Committed to serving mothers and children
Health cadres in Kupang strive to continue providing essential services during the COVID-19 pandemic
Once a month, Ibu Linda’s front room is filled with chatty volunteers and giggling babies. Sometimes it gets a bit messy, sometimes it can be a bit loud, but as a voluntary health cadre, Linda wouldn’t have it any other way. Since 2007, on the 12th of every month, her house has doubled up as a posyandu (community health post) where all the local parents bring their children for check-ups, monitoring, vaccinations, and general child healthcare advice.
Since as long as she can remember, Linda (which is short for Ermelinda) dreamt of following in her father’s footsteps to become a nurse. Although that wasn’t ultimately possible, she chose to become a voluntary cadre, supporting the health care workers and community midwives to carry out their work. Influenced by her father’s love for his work with children, Linda was determined to stay close to the community and support in whatever way she could. So, with her own dedication and the unwavering support of her husband and family, she happily offered her house for the monthly check-ups to take place.
Posyandu Kamboja IV-C, which is a subsidiary of the local health centre (puskesmas), has since become a shining example of success. Managed by five voluntary cadres including Linda, together with a midwife and health worker from the puskesmas, the posyandu reaches universal child immunization year after year, as every single child in the village is always properly vaccinated. And due to the skillful coordination of Agustina Sakan (chairwoman of cadres), Dina, Ulinda, Ermelinda, and Yanti, it doesn’t show any signs of stopping.
The five cadres run a tight ship. Every new birth is recorded in their system, and so they know exactly who is up to date with their immunizations, and also who is not. There are currently 30 families with young children registered, who they keep in touch with over whatsapp. They also collaborate with the local religious leaders to help make announcements on days of worship. Crucially though, if any one of them misses a session, the cadres will make a house call to make sure everything is okay.
Even when the posyandu had to close for a couple of months at the beginning of the COVID-19 pandemic, Linda and her fellow cadres still didn’t stop caring. They continued to keep in touch with the parents and made sure that they knew what to do and where to go while her house was unable to open.
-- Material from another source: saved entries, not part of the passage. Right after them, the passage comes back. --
//! Command line front-end for the Household Pulse cross-tab pipeline.
//!
//! Microdata files live in `--data-dir` as `pulse-{week:02}.csv` (plus an
//! optional `collection_dates.csv`), dictionary sheets in `--dictionary-dir`,
//! and published tables are kept as CSV files in `--store-dir`.

use std::path::PathBuf;
use std::process::ExitCode;

use clap::{Parser, Subcommand, ValueEnum};
use log::{debug, error, info, LevelFilter};

use pulse_xtab::cache::FrontendCache;
use pulse_xtab::notify::{BuildNotifier, BuildRequest};
use pulse_xtab::pipeline::{smooth_stored, Pipeline};
use pulse_xtab::sink::{CsvDirectorySink, TableSink};
use pulse_xtab::source::{DirectoryDictionary, DirectorySource, MicrodataSource};
use pulse_xtab::{PipelineOptions, PulseError, Result};

#[derive(Parser)]
#[command(name = "pulse-xtab")]
#[command(version)]
#[command(about = "Weighted cross-tabs and smoothed series from Household Pulse microdata", long_about = None)]
struct Cli {
    /// Directory holding weekly microdata files
    #[arg(long, default_value = "data")]
    data_dir: PathBuf,

    /// Directory holding the label dictionary sheets
    #[arg(long, default_value = "dictionary")]
    dictionary_dir: PathBuf,

    /// Directory where published tables are stored
    #[arg(long, default_value = "store")]
    store_dir: PathBuf,

    /// JSON file overriding any subset of the pipeline options
    #[arg(long)]
    config: Option<PathBuf>,

    /// Number of worker threads, defaults to the number of CPUs
    #[arg(long)]
    threads: Option<usize>,

    /// Verbose output
    ///
    /// When specified, sets the log level to `info` and ignores the `RUST_LOG`
    /// environment variable. When not specified, uses `RUST_LOG`
    #[arg(short, long, default_value_t = false)]
    verbose: bool,

    #[command(subcommand)]
    command: Command,
}

#[derive(Subcommand)]
enum Command {
    /// Process the listed weeks and upsert their rows
    Run {
        #[arg(long, required = true, num_args = 1..)]
        weeks: Vec<u32>,
    },
    /// Process every available week missing from the store
    Backfill,
    /// Smooth the stored cross-tab table
    Smooth,
    /// Write the front-end JSON cache
    BuildCache {
        #[arg(long)]
        out: PathBuf,
    },
    /// Print the most recent week of the source or the store
    LatestWeek {
        #[arg(long, value_enum, default_value_t = Target::Source)]
        target: Target,
    },
    /// Print every week of the source or the store
    Weeks {
        #[arg(long, value_enum, default_value_t = Target::Source)]
        target: Target,
    },
    /// Ask the downstream site to rebuild
    SendBuildRequest {
        #[arg(long)]
        url: String,
    },
}

#[derive(Clone, Copy, Debug, PartialEq, Eq, ValueEnum)]
enum Target {
    Source,
    Sink,
}

fn main() -> ExitCode {
    let cli = Cli::parse();
    if cli.verbose {
        env_logger::builder().filter_level(LevelFilter::Info).init();
        info!("Verbose output enabled (ignoring RUST_LOG environment variable)");
    } else {
        env_logger::init();
        debug!("Logging configured from environment variables");
    }

    match cli.run() {
        Ok(()) => ExitCode::SUCCESS,
        Err(err) => {
            error!("{err}");
            eprintln!("error: {err}");
            ExitCode::FAILURE
        }
    }
}

impl Cli {
    fn options(&self) -> Result<PipelineOptions> {
        let options = match &self.config {
            Some(path) => PipelineOptions::from_json_file(path)?,
            None => PipelineOptions::default(),
        };
        options.validate()?;
        Ok(options)
    }

    fn weeks_of(&self, target: Target) -> Result<Vec<u32>> {
        let weeks = match target {
            Target::Source => DirectorySource::new(&self.data_dir).available_weeks()?,
            Target::Sink => CsvDirectorySink::new(&self.store_dir)?.stored_weeks()?,
        };
        Ok(weeks.into_iter().collect())
    }

    fn run(&self) -> Result<()> {
        if let Some(threads) = self.threads {
            rayon::ThreadPoolBuilder::new()
                .num_threads(threads)
                .build_global()
                .map_err(|err| PulseError::invalid_option("threads", err.to_string()))?;
        }

        match &self.command {
            Command::Run { weeks } => {
                let dictionary = DirectoryDictionary::new(&self.dictionary_dir).load()?;
                let source = DirectorySource::new(&self.data_dir);
                let mut sink = CsvDirectorySink::new(&self.store_dir)?;
                let pipeline = Pipeline::new(&source, &dictionary, self.options()?)?;
                pipeline.run(weeks, &mut sink)?;
            }
            Command::Backfill => {
                let dictionary = DirectoryDictionary::new(&self.dictionary_dir).load()?;
                let source = DirectorySource::new(&self.data_dir);
                let mut sink = CsvDirectorySink::new(&self.store_dir)?;
                let pipeline = Pipeline::new(&source, &dictionary, self.options()?)?;
                pipeline.backfill(&mut sink)?;
            }
            Command::Smooth => {
                let dictionary = DirectoryDictionary::new(&self.dictionary_dir).load()?;
                let mut sink = CsvDirectorySink::new(&self.store_dir)?;
                let report = smooth_stored(&mut sink, &dictionary, &self.options()?)?;
                info!(
                    "smoothed {} rows ({} short series, {} failed fits)",
                    report.cells,
                    report.short_series,
                    report.unsmoothed.len()
                );
            }
            Command::BuildCache { out } => {
                let dictionary = DirectoryDictionary::new(&self.dictionary_dir).load()?;
                let sink = CsvDirectorySink::new(&self.store_dir)?;
                let crosstab = sink.read_crosstab()?;
                if crosstab.is_empty() {
                    return Err(PulseError::NoUsableOutput);
                }
                let smoothed = sink.read_smoothed()?;
                let calendar = sink.read_collection_windows()?;
                let options = self.options()?;
                FrontendCache::new(&dictionary, &calendar)
                    .with_metro_var(options.crosstab.metro_var)
                    .write(out, &crosstab, Some(&smoothed).filter(|s| !s.is_empty()))?;
            }
            Command::LatestWeek { target } => match self.weeks_of(*target)?.last() {
                Some(week) => println!("{week}"),
                None => return Err(PulseError::NoUsableOutput),
            },
            Command::Weeks { target } => {
                for week in self.weeks_of(*target)? {
                    println!("{week}");
                }
            }
            Command::SendBuildRequest { url } => {
                let notifier = BuildNotifier::new(url.as_str(), self.options()?.retry)?;
                notifier.send(&BuildRequest::default())?;
            }
        }
        Ok(())
    }
}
“When the posyandu was closed, the cadres sent reminders by whatsapp so I knew to go to the puskesmas when immunizations were due,” says a regular at the posyandu with her son.
“The midwives always tell me about the vaccine, explaining the benefits and side effects, which makes me feel very confident,” she adds.
As soon as the posyandu was able to open up again, they followed government advice: health workers now always use masks and PPE, cadres use masks, there are seats arranged for mothers and children, and Ibu Linda makes sure to provide a spot for hand washing at the entrance. The house works especially well during this time because there’s a lot of space, with a big yard to the front, filled with trees and beautiful flowers, so it’s easy enough to ensure social distancing too.
The cadres also ask mothers to wear masks and bring their own sarongs to weigh their children. "Before the pandemic, all we needed to bring was the health book,” laughs Ibu Arince. “Now when we come to the posyandu, we have to bring our own weighing cloth, wear a mask, wash hands, keep a distance, and so on.”
It all helps to ensure that everyone feels safe and cared for. The cadres still continue to provide the same services, even if they need to make some adjustments. They still prepare PMT, or supplementary feeding for children for example, even though due to the pandemic it can no longer be eaten at the premises but must be eaten at home as advised by the cadres.
“Hopefully the cadres and health workers will stay healthy so they can continue to provide services,” says a mother who has brought her 4-month-old baby to be immunized. “The Puskesmas and Posyandu remain open under any circumstances, so that the children in this village are healthy.”
When the monthly posyandu session comes to a close, Ibu Linda and her fellow cadres pack away the chairs, weighing scales and other monitoring materials. They make notes in their registers and check who might have been missed. Then they set off with the midwife and healthcare worker to make home visits to the few pregnant women in the village. Maybe at the next monthly session, one of those pregnancies will already have made way for the newest giggling baby to join the community.